Conscience et Résistance est une pédagogie séculière, laïque si vous préférez, parce qu’elle poursuit l’accomplissement terrestre des gens. De la promotion des droits de l’homme, à la modernité de l’action politique, en passant par le devoir d’ingérence, l’anatomie critique du système de domination, nos concepts et approches font leur chemin, en profondeur, parmi les élites instruites. Nous avons porté, en pionniers, le discours des droits humains et de la démocratie et assez bien théorisé, durant la dictature du Colonel Ould Taya, l’architecture et le fonctionnement du système tribal, surtout dans sa logique exclusive et discriminatoire. Ce n’est pas négligeable, en quelques années d’existence.

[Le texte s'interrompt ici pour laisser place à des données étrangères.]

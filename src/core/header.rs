//! VCF header parsing
//!
//! Parses the leading meta-lines and the column-header line of a VCF file.
//!
//! # Header Layout
//!
//! ```text
//! ##fileformat=VCFv4.2
//! ##normal_sample=S1
//! ##tumor_sample=S2
//! #CHROM  POS  ID  REF  ALT  QUAL  FILTER  INFO  FORMAT  S1  S2
//! ```
//!
//! - Meta-lines start with `##` and hold `key=value` pairs, split on the
//!   first `=` only (values may contain further `=` characters)
//! - Duplicate meta keys keep the first value seen
//! - The column-header line starts with `#`; columns after the ninth
//!   fixed column are sample columns

use crate::core::error::{HeaderError, Result};
use indexmap::IndexMap;
use std::io::BufRead;

/// Number of fixed columns preceding the sample columns
pub const FIXED_COLUMN_COUNT: usize = 9;

/// Parsed VCF header
#[derive(Debug, Clone)]
pub struct VcfHeader {
    /// Meta key/value pairs in file order, first-seen value per key
    pub meta: IndexMap<String, String>,
    /// All column names from the column-header line
    pub columns: Vec<String>,
    /// Sample column names, in header order
    pub sample_columns: Vec<String>,
    /// Number of lines consumed by the header, for data-line numbering
    pub line_count: usize,
}

impl VcfHeader {
    /// Look up a meta key declared in the header
    pub fn meta_value(&self, key: &str) -> Option<&str> {
        self.meta.get(key).map(String::as_str)
    }

    /// Position of a sample column by name
    pub fn sample_index(&self, name: &str) -> Option<usize> {
        self.sample_columns.iter().position(|c| c == name)
    }
}

/// Parse the header from a reader
///
/// Consumes lines up to and including the column-header line, leaving the
/// reader positioned at the first data line. Fails when the file ends (or
/// a data line appears) before a column-header line, or when the header
/// carries no sample columns.
pub fn parse_header<R: BufRead>(reader: &mut R) -> Result<VcfHeader> {
    let mut meta = IndexMap::new();
    let mut line_count = 0;
    let mut buf = String::with_capacity(1024);

    loop {
        buf.clear();
        if reader.read_line(&mut buf)? == 0 {
            return Err(HeaderError::MissingColumnHeader.into());
        }
        line_count += 1;
        let line = buf.trim_end_matches(['\r', '\n']);

        if line.is_empty() {
            continue;
        }

        if let Some(rest) = line.strip_prefix("##") {
            // Split on the first '=' only; values may contain '='
            if let Some((key, value)) = rest.split_once('=') {
                meta.entry(key.to_string()).or_insert_with(|| value.to_string());
            }
            continue;
        }

        if let Some(rest) = line.strip_prefix('#') {
            let columns: Vec<String> = rest.split('\t').map(str::to_string).collect();
            if columns.len() <= FIXED_COLUMN_COUNT {
                return Err(HeaderError::NoSampleColumn.into());
            }
            let sample_columns = columns[FIXED_COLUMN_COUNT..].to_vec();
            return Ok(VcfHeader {
                meta,
                columns,
                sample_columns,
                line_count,
            });
        }

        // A data line before any column-header line
        return Err(HeaderError::MissingColumnHeader.into());
    }
}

Justement, Conscience et Résistance a été fondée en 1999 ; depuis, votre organisation ne parvient pas à se départir de l’image d’une  « opposition électronique »….

De nos jours et le Printemps arabe en témoigne, une opposition qui n’investit pas les technologies de la médiation pour communiquer est tout simplement archaïque, voilà pour le premier sens de votre question ! En revanche si vous souhaitez mentionner notre « approche du terrain », je répondrai que c’est une attitude volontaire de notre part, depuis la création du mouvement. J’en ai expliqué les raisons plus haut. Après tout, les partis constitués ne parviennent pas à mieux agir. Ils se réunissent, mènent campagne, produisent des communiqués inventent des circuits d’évitement des porteurs de fausses ordonnances devant leurs sièges pris d’assaut par les solliciteurs. Ce n’est pas de la politique, au sens noble du métier, c’est de la médiocrité subie.

Qu’en est-il de votre reconnaissance par les autorités Mauritaniennes ?

Au point mort et, d’ailleurs, nous avons cessé de courir derrière ce mirage bureaucratique. Nous avons trop le sens de l’histoire pour attendre un papier.